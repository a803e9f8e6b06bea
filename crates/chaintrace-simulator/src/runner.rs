use std::sync::Arc;

use chaintrace_core::Reading;
use chaintrace_ledger::{CallArg, Ledger, LedgerError, Transaction};
use chaintrace_telemetry::{TelemetryEvent, TelemetryHub};
use chrono::Utc;
use tokio::sync::mpsc;
use tracing::{error, info, warn};

/// Executes fired ticks: reading generation, ledger submission, and
/// the post-confirmation broadcast.
///
/// Each tick runs on its own spawned task, so ticks are concurrent
/// with each other and with foreground request handling. The broadcast
/// happens-after a confirmed write for that specific reading — never
/// before it, and never when the write failed.
pub struct TickRunner {
    ledger: Arc<dyn Ledger>,
    hub: Arc<TelemetryHub>,
    package_id: String,
    amplification: f64,
}

impl TickRunner {
    pub fn new(
        ledger: Arc<dyn Ledger>,
        hub: Arc<TelemetryHub>,
        package_id: impl Into<String>,
        amplification: f64,
    ) -> Self {
        Self {
            ledger,
            hub,
            package_id: package_id.into(),
            amplification,
        }
    }

    /// Drain fired jobs until the engine side closes the channel,
    /// spawning one task per tick.
    pub async fn run(self: Arc<Self>, mut fired_rx: mpsc::Receiver<crate::SimJob>) {
        while let Some(job) = fired_rx.recv().await {
            let runner = Arc::clone(&self);
            tokio::spawn(async move {
                runner.execute(job).await;
            });
        }
        info!("tick runner stopped — engine channel closed");
    }

    /// Run one tick end to end. Errors are isolated here: a failed
    /// tick is logged and produces no broadcast, and the job's next
    /// tick is already scheduled by the engine.
    pub async fn execute(&self, job: crate::SimJob) {
        let now_ms = Utc::now().timestamp_millis();
        let reading = {
            let mut rng = rand::thread_rng();
            crate::reading::generate_reading(&job, self.amplification, now_ms, &mut rng)
        };

        match self.submit_reading(&job.asset_id, &reading).await {
            Ok(digest) => {
                info!(
                    asset_id = %job.asset_id,
                    sensor_id = %reading.sensor_id,
                    value = reading.value,
                    unit = %reading.unit,
                    %digest,
                    "sensor reading recorded"
                );
                self.broadcast(&job.asset_id, reading);
            }
            Err(e) => {
                // No event may be published for this tick; the next
                // tick still fires on schedule.
                error!(
                    asset_id = %job.asset_id,
                    kind = %job.kind,
                    error = %e,
                    "tick submission failed — reading not broadcast"
                );
            }
        }
    }

    /// Submit one reading as a single atomic two-call transaction:
    /// construct the reading record, then attach it to the asset.
    pub async fn submit_reading(
        &self,
        asset_id: &str,
        reading: &Reading,
    ) -> Result<String, LedgerError> {
        let mut tx = Transaction::new();
        let record = tx.move_call(
            format!("{}::sensor_data::new_reading", self.package_id),
            vec![
                CallArg::string(&reading.sensor_id),
                CallArg::u64(reading.timestamp.max(0) as u64),
                CallArg::string(reading.kind.to_string()),
                // The contract stores unsigned values; clamp the floor at zero.
                CallArg::u64(reading.value.max(0) as u64),
                CallArg::string(&reading.unit),
                CallArg::bool(reading.is_anomaly),
            ],
        );
        tx.move_call(
            format!("{}::part::add_sensor_reading", self.package_id),
            vec![CallArg::object(asset_id), record],
        );

        let response = self.ledger.submit(tx).await?;
        Ok(response.digest)
    }

    /// Publish the confirmed reading, plus a distinct anomaly event
    /// when flagged.
    pub fn broadcast(&self, asset_id: &str, reading: Reading) {
        if reading.is_anomaly {
            warn!(
                asset_id,
                sensor_id = %reading.sensor_id,
                value = reading.value,
                unit = %reading.unit,
                "anomaly detected"
            );
        }
        let anomaly = reading.is_anomaly;
        self.hub
            .publish(asset_id, TelemetryEvent::reading(asset_id, reading.clone()));
        if anomaly {
            self.hub
                .publish(asset_id, TelemetryEvent::anomaly(asset_id, reading));
        }
    }
}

***

● **ACTION ITEM**: Every line of the listing should be repeated exactly.

● **EXERCISE SOLUTION**:
repository a803e9f8e6b06bea
filename crates/chaintrace-simulator/src/runner.rs
use std::sync::Arc;

use chaintrace_core::Reading;
use chaintrace_ledger::{CallArg, Ledger, LedgerError, Transaction};
use chaintrace_telemetry::{TelemetryEvent, TelemetryHub};
use chrono::Utc;
use tokio::sync::mpsc;
use tracing::{error, info, warn};

/// Executes fired ticks: reading generation, ledger submission, and
/// the post-confirmation broadcast.
///
/// Each tick runs on its own spawned task, so ticks are concurrent
/// with each other and with foreground request handling. The broadcast
/// happens-after a confirmed write for that specific reading — never
/// before it, and never when the write failed.
pub struct TickRunner {
    ledger: Arc<dyn Ledger>,
    hub: Arc<TelemetryHub>,
    package_id: String,
    amplification: f64,
}

impl TickRunner {
    pub fn new(
        ledger: Arc<dyn Ledger>,
        hub: Arc<TelemetryHub>,
        package_id: impl Into<String>,
        amplification: f64,
    ) -> Self {
        Self {
            ledger,
            hub,
            package_id: package_id.into(),
            amplification,
        }
    }

    /// Drain fired jobs until the engine side closes the channel,
    /// spawning one task per tick.
    pub async fn run(self: Arc<Self>, mut fired_rx: mpsc::Receiver<crate::SimJob>) {
        while let Some(job) = fired_rx.recv().await {
            let runner = Arc::clone(&self);
            tokio::spawn(async move {
                runner.execute(job).await;
            });
        }
        info!("tick runner stopped — engine channel closed");
    }

    /// Run one tick end to end. Errors are isolated here: a failed
    /// tick is logged and produces no broadcast, and the job's next
    /// tick is already scheduled by the engine.
    pub async fn execute(&self, job: crate::SimJob) {
        let now_ms = Utc::now().timestamp_millis();
        let reading = {
            let mut rng = rand::thread_rng();
            crate::reading::generate_reading(&job, self.amplification, now_ms, &mut rng)
        };

        match self.submit_reading(&job.asset_id, &reading).await {
            Ok(digest) => {
                info!(
                    asset_id = %job.asset_id,
                    sensor_id = %reading.sensor_id,
                    value = reading.value,
                    unit = %reading.unit,
                    %digest,
                    "sensor reading recorded"
                );
                self.broadcast(&job.asset_id, reading);
            }
            Err(e) => {
                // No event may be published for this tick; the next
                // tick still fires on schedule.
                error!(
                    asset_id = %job.asset_id,
                    kind = %job.kind,
                    error = %e,
                    "tick submission failed — reading not broadcast"
                );
            }
        }
    }

    /// Submit one reading as a single atomic two-call transaction:
    /// construct the reading record, then attach it to the asset.
    pub async fn submit_reading(
        &self,
        asset_id: &str,
        reading: &Reading,
    ) -> Result<String, LedgerError> {
        let mut tx = Transaction::new();
        let record = tx.move_call(
            format!("{}::sensor_data::new_reading", self.package_id),
            vec![
                CallArg::string(&reading.sensor_id),
                CallArg::u64(reading.timestamp.max(0) as u64),
                CallArg::string(reading.kind.to_string()),
                // The contract stores unsigned values; clamp the floor at zero.
                CallArg::u64(reading.value.max(0) as u64),
                CallArg::string(&reading.unit),
                CallArg::bool(reading.is_anomaly),
            ],
        );
        tx.move_call(
            format!("{}::part::add_sensor_reading", self.package_id),
            vec![CallArg::object(asset_id), record],
        );

        let response = self.ledger.submit(tx).await?;
        Ok(response.digest)
    }

    /// Publish the confirmed reading, plus a distinct anomaly event
    /// when flagged.
    pub fn broadcast(&self, asset_id: &str, reading: Reading) {
        if reading.is_anomaly {
            warn!(
                asset_id,
                sensor_id = %reading.sensor_id,
                value = reading.value,
                unit = %reading.unit,
                "anomaly detected"
            );
        }
        let anomaly = reading.is_anomaly;
        self.hub
            .publish(asset_id, TelemetryEvent::reading(asset_id, reading.clone()));
        if anomaly {
            self.hub
                .publish(asset_id, TelemetryEvent::anomaly(asset_id, reading));
        }
    }
}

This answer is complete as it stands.